*** Block opens ***

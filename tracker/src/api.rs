//! Backend API used by the tracker.
//!
//! Two endpoints matter to read tracking:
//!
//! - `POST /api/content/batch-read` with `{"ids": [...]}` marks a batch read.
//!   The batch succeeds or fails as a whole.
//! - `GET /api/content/stats` returns aggregate counts (`total`, `unread`,
//!   `read`) and is refreshed after every successful batch.
//!
//! Responses use the backend envelope `{"code": 0, "data": ..., "message": "ok"}`.
//! A non-zero `code` is a failure even on HTTP 200.
//!
//! The batch commit has no request timeout. A hung request holds back only
//! the ids it carries until it settles.

use std::collections::HashSet;
use std::future::Future;
use std::sync::{Mutex, PoisonError};

use reqwest::header::{HeaderMap, HeaderValue};
use reqwest::{Client, Response};
use serde::{Deserialize, Serialize};
use thiserror::Error;
use tracing::{debug, info};

use crate::types::{ContentStats, ItemId};

const BATCH_READ_PATH: &str = "/api/content/batch-read";
const STATS_PATH: &str = "/api/content/stats";

/// Errors returned by the backend API.
#[derive(Error, Debug)]
pub enum ApiError {
    /// Transport-level failure.
    #[error("HTTP error: {0}")]
    Http(#[from] reqwest::Error),

    /// Server returned a non-success status.
    #[error("server returned {status}: {message}")]
    Status { status: u16, message: String },

    /// Backend envelope reported an error code.
    #[error("backend error {code}: {message}")]
    Backend { code: i64, message: String },

    /// Response carried no `data` where some was required.
    #[error("response carried no data")]
    MissingData,

    /// Response body could not be decoded.
    #[error("JSON error: {0}")]
    Json(#[from] serde_json::Error),

    /// API key contains characters not allowed in a header.
    #[error("invalid header value: {0}")]
    InvalidHeader(#[from] reqwest::header::InvalidHeaderValue),
}

/// Operations the tracker needs from the backend.
pub trait ContentApi: Send + Sync + 'static {
    /// Marks every id in the batch read. Fails as a whole.
    fn mark_read(&self, ids: &[ItemId]) -> impl Future<Output = Result<(), ApiError>> + Send;

    /// Fetches aggregate read counts.
    fn fetch_stats(&self) -> impl Future<Output = Result<ContentStats, ApiError>> + Send;
}

#[derive(Serialize)]
struct BatchReadRequest<'a> {
    ids: &'a [ItemId],
}

#[derive(Deserialize)]
struct Envelope<T> {
    #[serde(default)]
    code: i64,
    data: Option<T>,
    #[serde(default)]
    message: String,
}

/// HTTP client for the content backend.
#[derive(Debug, Clone)]
pub struct HttpContentApi {
    base_url: String,
    client: Client,
}

impl HttpContentApi {
    /// Creates a client for `base_url`, sending `api_key` as `X-API-Key` if given.
    ///
    /// # Errors
    ///
    /// Returns `ApiError::InvalidHeader` if the key is not a valid header value
    /// and `ApiError::Http` if the client cannot be built.
    pub fn new(base_url: impl Into<String>, api_key: Option<&str>) -> Result<Self, ApiError> {
        let mut headers = HeaderMap::new();
        if let Some(key) = api_key {
            let mut value = HeaderValue::from_str(key)?;
            value.set_sensitive(true);
            headers.insert("X-API-Key", value);
        }

        let client = Client::builder()
            .default_headers(headers)
            .pool_max_idle_per_host(10)
            .build()?;

        Ok(Self {
            base_url: base_url.into().trim_end_matches('/').to_string(),
            client,
        })
    }

    #[must_use]
    pub fn base_url(&self) -> &str {
        &self.base_url
    }

    fn url(&self, path: &str) -> String {
        format!("{}{}", self.base_url, path)
    }
}

impl ContentApi for HttpContentApi {
    async fn mark_read(&self, ids: &[ItemId]) -> Result<(), ApiError> {
        let url = self.url(BATCH_READ_PATH);
        debug!(url = %url, ids = ids.len(), "Sending batch read");

        let response = self
            .client
            .post(&url)
            .json(&BatchReadRequest { ids })
            .send()
            .await?;

        let body = read_success_body(response).await?;
        if body.trim().is_empty() {
            return Ok(());
        }

        let envelope: Envelope<serde_json::Value> = serde_json::from_str(&body)?;
        check_code(&envelope)?;
        Ok(())
    }

    async fn fetch_stats(&self) -> Result<ContentStats, ApiError> {
        let url = self.url(STATS_PATH);
        let response = self.client.get(&url).send().await?;
        let body = read_success_body(response).await?;

        let envelope: Envelope<ContentStats> = serde_json::from_str(&body)?;
        check_code(&envelope)?;
        envelope.data.ok_or(ApiError::MissingData)
    }
}

async fn read_success_body(response: Response) -> Result<String, ApiError> {
    let status = response.status();
    let body = response.text().await?;
    if status.is_success() {
        Ok(body)
    } else {
        Err(ApiError::Status {
            status: status.as_u16(),
            message: body,
        })
    }
}

fn check_code<T>(envelope: &Envelope<T>) -> Result<(), ApiError> {
    if envelope.code == 0 {
        Ok(())
    } else {
        Err(ApiError::Backend {
            code: envelope.code,
            message: envelope.message.clone(),
        })
    }
}

/// API that commits nothing and only logs what it would have sent.
///
/// Stats report only the ids this instance has "committed".
#[derive(Debug, Default)]
pub struct DryRunApi {
    committed: Mutex<HashSet<ItemId>>,
}

impl DryRunApi {
    #[must_use]
    pub fn new() -> Self {
        Self::default()
    }

    #[must_use]
    pub fn committed_count(&self) -> usize {
        self.committed
            .lock()
            .unwrap_or_else(PoisonError::into_inner)
            .len()
    }
}

impl ContentApi for DryRunApi {
    async fn mark_read(&self, ids: &[ItemId]) -> Result<(), ApiError> {
        let listed: Vec<&str> = ids.iter().map(ItemId::as_str).collect();
        info!(ids = ?listed, "Dry run: would mark batch read");
        self.committed
            .lock()
            .unwrap_or_else(PoisonError::into_inner)
            .extend(ids.iter().cloned());
        Ok(())
    }

    async fn fetch_stats(&self) -> Result<ContentStats, ApiError> {
        let read = self.committed_count() as u64;
        Ok(ContentStats {
            total: read,
            unread: 0,
            read,
        })
    }
}
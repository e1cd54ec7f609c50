//! Negative mean-squared-error metric.
//!
//! Per-pixel squared difference averaged over all pixels and channels,
//! negated so that higher still means "more similar". Identical frames
//! score 0.0; the score is unbounded below.

use crate::analysis::types::Frame;

use super::{matched_to, SimilarityMetric};

/// Negative MSE over raw RGB values.
pub struct Mse;

impl Mse {
    /// Create a new negative-MSE metric.
    pub fn new() -> Self {
        Self
    }
}

impl Default for Mse {
    fn default() -> Self {
        Self::new()
    }
}

impl SimilarityMetric for Mse {
    fn name(&self) -> &str {
        "mse"
    }

    fn description(&self) -> &str {
        "Negative mean squared per-pixel error"
    }

    fn score(&self, a: &Frame, b: &Frame) -> f64 {
        let b = matched_to(a, b);

        let sum: f64 = a
            .pixels()
            .iter()
            .zip(b.pixels().iter())
            .map(|(&x, &y)| {
                let d = x as f64 - y as f64;
                d * d
            })
            .sum();

        -(sum / a.pixels().len() as f64)
    }

    fn maximum(&self) -> f64 {
        0.0
    }

    fn sentinel(&self) -> f64 {
        f64::MIN
    }
}
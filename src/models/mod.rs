//! Shared model types used across the crate.

mod enums;

pub use enums::MetricKind;
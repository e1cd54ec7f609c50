//! High-level reconstruction pipeline.
//!
//! Wires the stages together: score all frame pairs into the similarity
//! matrix, walk it greedily, and validate the result. Collaborators
//! (video writer, heatmap renderer) consume the returned matrix and
//! sequence; this module never touches containers or plotting.

use std::time::Instant;

use serde::{Deserialize, Serialize};

use crate::analysis::matrix::{build_similarity_matrix, MatrixConfig};
use crate::analysis::metrics::create_metric;
use crate::analysis::types::{AnalysisResult, FrameSlot, SimilarityMatrix};
use crate::config::Settings;
use crate::ordering::{greedy_walk, validate::validate_sequence};

/// Output of one reconstruction run.
#[derive(Debug, Clone, Serialize, Deserialize)]
pub struct Reconstruction {
    /// Recovered frame order: a permutation of `[0, n)`.
    pub sequence: Vec<usize>,
    /// The pairwise similarity matrix the order was derived from.
    pub matrix: SimilarityMatrix,
    /// Name of the metric used.
    pub metric: String,
    /// How many frame pairs were actually scored.
    pub comparisons: usize,
}

/// Run the full reconstruction pipeline over a set of frames.
///
/// Fails on an empty frame set or an out-of-range start index. Unreadable
/// frames degrade their matrix rows to the sentinel but never abort the
/// run. A validator failure is surfaced as an invariant violation; it
/// cannot happen with a correct greedy walk and exists as a diagnostic
/// guard.
pub fn reconstruct(frames: &[FrameSlot], settings: &Settings) -> AnalysisResult<Reconstruction> {
    let metric = create_metric(settings.analysis.metric, &settings.analysis.weights());
    let matrix_config = MatrixConfig {
        parallel_threshold: settings.analysis.parallel_threshold,
    };

    tracing::info!(
        frames = frames.len(),
        metric = metric.name(),
        "starting reconstruction"
    );

    let matrix_start = Instant::now();
    let build = build_similarity_matrix(frames, metric.as_ref(), &matrix_config)?;
    tracing::info!(
        pairs = build.stats.total_pairs,
        sentinel = build.stats.sentinel_pairs,
        elapsed_ms = matrix_start.elapsed().as_millis() as u64,
        "similarity matrix built"
    );

    let walk_start = Instant::now();
    let sequence = greedy_walk(&build.matrix, settings.ordering.start_index)?;
    tracing::info!(
        elapsed_ms = walk_start.elapsed().as_millis() as u64,
        "sequence reconstructed"
    );

    validate_sequence(&sequence, frames.len())?;

    Ok(Reconstruction {
        sequence,
        matrix: build.matrix,
        metric: metric.name().to_string(),
        comparisons: build.stats.scored_pairs,
    })
}

#[cfg(test)]
mod tests {
    use super::*;
    use crate::analysis::types::{AnalysisError, Frame};
    use crate::models::MetricKind;
    use crate::ordering::validate::is_permutation;

    fn solid_slot(rgb: [u8; 3]) -> FrameSlot {
        let mut pixels = Vec::new();
        for _ in 0..64 {
            pixels.extend_from_slice(&rgb);
        }
        FrameSlot::Ready(Frame::new(8, 8, pixels).unwrap())
    }

    fn mse_settings() -> Settings {
        let mut settings = Settings::default();
        settings.analysis.metric = MetricKind::Mse;
        settings
    }

    #[test]
    fn empty_input_is_fatal() {
        let result = reconstruct(&[], &Settings::default());
        assert!(matches!(result, Err(AnalysisError::NoFrames)));
    }

    #[test]
    fn single_frame_reconstructs_without_comparisons() {
        let frames = vec![solid_slot([50, 50, 50])];
        let result = reconstruct(&frames, &mse_settings()).unwrap();
        assert_eq!(result.sequence, vec![0]);
        assert_eq!(result.comparisons, 0);
    }

    #[test]
    fn brightness_ramp_is_recovered_in_order() {
        // Shuffled brightness ramp: temporal neighbours differ least
        // under MSE, so the walk from the darkest frame recovers the ramp.
        let frames = vec![
            solid_slot([0, 0, 0]),
            solid_slot([120, 120, 120]),
            solid_slot([60, 60, 60]),
            solid_slot([180, 180, 180]),
        ];
        let result = reconstruct(&frames, &mse_settings()).unwrap();
        assert_eq!(result.sequence, vec![0, 2, 1, 3]);
    }

    #[test]
    fn unreadable_frame_still_yields_full_permutation() {
        let frames = vec![
            solid_slot([10, 10, 10]),
            solid_slot([40, 40, 40]),
            FrameSlot::Unreadable,
            solid_slot([90, 90, 90]),
            solid_slot([130, 130, 130]),
        ];
        let result = reconstruct(&frames, &mse_settings()).unwrap();
        assert_eq!(result.sequence.len(), 5);
        assert!(is_permutation(&result.sequence, 5));
        // The unreadable frame carries sentinel scores everywhere, so the
        // walk defers it to the end.
        assert_eq!(*result.sequence.last().unwrap(), 2);
    }

    #[test]
    fn every_frame_count_yields_a_permutation() {
        for n in 1..=6u8 {
            let frames: Vec<FrameSlot> = (0..n)
                .map(|i| solid_slot([i * 37, i.wrapping_mul(91), 255 - i * 23]))
                .collect();
            let result = reconstruct(&frames, &mse_settings()).unwrap();
            assert!(
                is_permutation(&result.sequence, n as usize),
                "n = {n}: {:?}",
                result.sequence
            );
        }
    }

    #[test]
    fn repeated_runs_are_identical() {
        let frames = vec![
            solid_slot([5, 80, 30]),
            solid_slot([200, 10, 90]),
            solid_slot([100, 100, 100]),
            solid_slot([30, 60, 220]),
        ];
        let settings = mse_settings();
        let first = reconstruct(&frames, &settings).unwrap();
        for _ in 0..5 {
            let again = reconstruct(&frames, &settings).unwrap();
            assert_eq!(again.sequence, first.sequence);
        }
    }

    #[test]
    fn out_of_range_start_surfaces_as_ordering_error() {
        let frames = vec![solid_slot([1, 2, 3]), solid_slot([4, 5, 6])];
        let mut settings = mse_settings();
        settings.ordering.start_index = 7;
        assert!(matches!(
            reconstruct(&frames, &settings),
            Err(AnalysisError::Ordering(_))
        ));
    }
}
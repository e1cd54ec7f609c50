//! Frame similarity analysis.
//!
//! The heart of the crate: pairwise similarity metrics, the symmetric
//! similarity matrix they fill, and the dense optical flow estimator the
//! flow metric builds on. `analyzer` ties the stages into the full
//! reconstruction pipeline.

pub mod analyzer;
pub mod flow;
pub mod matrix;
pub mod metrics;
pub mod types;

pub use analyzer::{reconstruct, Reconstruction};
pub use types::{AnalysisError, AnalysisResult, Frame, FrameSlot, SimilarityMatrix};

*** Block closes ***

§ Requirement
All lines above from the one containing "let sum: f64 = a" to the one containing "pub use enums::MetricKind;" must be repeated exactly, both lines included, and no others.

§ Result
        let sum: f64 = a
            .pixels()
            .iter()
            .zip(b.pixels().iter())
            .map(|(&x, &y)| {
                let d = x as f64 - y as f64;
                d * d
            })
            .sum();

        -(sum / a.pixels().len() as f64)
    }

    fn maximum(&self) -> f64 {
        0.0
    }

    fn sentinel(&self) -> f64 {
        f64::MIN
    }
}
filename src/models/mod.rs
//! Shared model types used across the crate.

mod enums;

pub use enums::MetricKind;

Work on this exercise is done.